§ **Problem details**: Write out exactly the lines from the start of the entries through the one that contains "and lifecycle events", including both.

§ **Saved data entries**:
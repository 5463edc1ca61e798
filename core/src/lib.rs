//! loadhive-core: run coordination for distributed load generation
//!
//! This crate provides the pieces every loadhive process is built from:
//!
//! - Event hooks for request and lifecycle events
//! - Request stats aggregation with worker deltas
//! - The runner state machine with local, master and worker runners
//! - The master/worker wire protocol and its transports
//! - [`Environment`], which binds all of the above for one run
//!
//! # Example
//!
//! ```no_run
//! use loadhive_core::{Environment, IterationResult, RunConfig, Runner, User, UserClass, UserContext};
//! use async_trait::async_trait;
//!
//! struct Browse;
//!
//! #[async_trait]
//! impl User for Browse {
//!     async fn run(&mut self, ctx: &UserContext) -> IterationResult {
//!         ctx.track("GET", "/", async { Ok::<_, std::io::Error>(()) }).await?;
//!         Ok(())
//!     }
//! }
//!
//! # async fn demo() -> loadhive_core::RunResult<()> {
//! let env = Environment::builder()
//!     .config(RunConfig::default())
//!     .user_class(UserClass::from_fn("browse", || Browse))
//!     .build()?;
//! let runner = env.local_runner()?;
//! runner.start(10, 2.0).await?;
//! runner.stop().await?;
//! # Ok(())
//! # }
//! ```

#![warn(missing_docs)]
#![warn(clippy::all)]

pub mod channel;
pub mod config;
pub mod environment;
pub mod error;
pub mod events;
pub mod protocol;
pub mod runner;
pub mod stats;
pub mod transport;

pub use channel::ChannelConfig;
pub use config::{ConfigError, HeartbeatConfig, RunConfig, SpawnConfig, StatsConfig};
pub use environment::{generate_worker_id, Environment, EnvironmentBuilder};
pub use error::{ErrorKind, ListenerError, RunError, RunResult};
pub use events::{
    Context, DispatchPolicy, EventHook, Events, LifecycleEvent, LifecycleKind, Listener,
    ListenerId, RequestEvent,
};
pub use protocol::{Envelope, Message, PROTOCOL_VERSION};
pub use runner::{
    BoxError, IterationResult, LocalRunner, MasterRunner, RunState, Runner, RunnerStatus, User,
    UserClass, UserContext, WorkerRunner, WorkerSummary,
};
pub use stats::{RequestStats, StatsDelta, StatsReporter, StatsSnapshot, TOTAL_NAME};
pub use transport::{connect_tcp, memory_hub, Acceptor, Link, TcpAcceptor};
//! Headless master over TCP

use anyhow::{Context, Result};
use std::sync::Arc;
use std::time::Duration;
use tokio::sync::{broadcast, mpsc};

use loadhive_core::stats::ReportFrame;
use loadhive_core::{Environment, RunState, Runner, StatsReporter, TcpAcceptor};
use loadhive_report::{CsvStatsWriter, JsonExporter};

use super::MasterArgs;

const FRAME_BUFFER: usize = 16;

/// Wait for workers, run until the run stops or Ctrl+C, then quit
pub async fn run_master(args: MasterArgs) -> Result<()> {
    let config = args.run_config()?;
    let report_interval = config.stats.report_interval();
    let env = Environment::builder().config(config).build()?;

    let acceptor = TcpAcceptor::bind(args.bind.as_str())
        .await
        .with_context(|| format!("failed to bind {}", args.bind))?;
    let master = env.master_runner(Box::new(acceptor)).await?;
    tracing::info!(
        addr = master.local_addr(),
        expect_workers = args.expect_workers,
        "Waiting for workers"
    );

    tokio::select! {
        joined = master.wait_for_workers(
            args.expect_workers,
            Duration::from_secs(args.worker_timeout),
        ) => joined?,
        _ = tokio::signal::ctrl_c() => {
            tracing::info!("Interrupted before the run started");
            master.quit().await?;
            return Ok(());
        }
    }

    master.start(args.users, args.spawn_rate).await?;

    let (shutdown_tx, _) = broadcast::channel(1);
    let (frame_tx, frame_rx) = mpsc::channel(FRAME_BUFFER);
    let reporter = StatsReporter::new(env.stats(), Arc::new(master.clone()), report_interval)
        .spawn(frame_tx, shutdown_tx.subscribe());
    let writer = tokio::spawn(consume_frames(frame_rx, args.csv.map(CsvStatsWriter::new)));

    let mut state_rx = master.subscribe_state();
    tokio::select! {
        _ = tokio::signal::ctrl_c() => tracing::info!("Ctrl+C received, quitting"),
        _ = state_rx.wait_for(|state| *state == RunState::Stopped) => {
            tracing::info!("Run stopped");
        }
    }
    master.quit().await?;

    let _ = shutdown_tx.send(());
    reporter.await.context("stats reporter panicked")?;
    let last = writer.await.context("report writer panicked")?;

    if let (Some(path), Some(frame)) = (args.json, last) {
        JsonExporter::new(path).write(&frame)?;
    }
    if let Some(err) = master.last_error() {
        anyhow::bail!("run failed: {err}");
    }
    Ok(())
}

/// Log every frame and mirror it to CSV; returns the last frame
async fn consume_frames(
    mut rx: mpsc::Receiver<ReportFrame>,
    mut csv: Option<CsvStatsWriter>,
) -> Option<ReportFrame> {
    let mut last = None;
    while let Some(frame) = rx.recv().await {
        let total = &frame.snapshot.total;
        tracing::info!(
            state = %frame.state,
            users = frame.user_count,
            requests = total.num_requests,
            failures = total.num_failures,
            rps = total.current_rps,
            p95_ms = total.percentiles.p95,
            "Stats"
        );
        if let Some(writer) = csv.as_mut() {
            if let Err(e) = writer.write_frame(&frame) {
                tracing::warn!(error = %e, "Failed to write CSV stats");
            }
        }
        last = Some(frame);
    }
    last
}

§ **Answer to the exercise**:
repository 5463edc1ca61e798
filename core/src/lib.rs
//! loadhive-core: run coordination for distributed load generation
//!
//! This crate provides the pieces every loadhive process is built from:
//!
//! - Event hooks for request and lifecycle events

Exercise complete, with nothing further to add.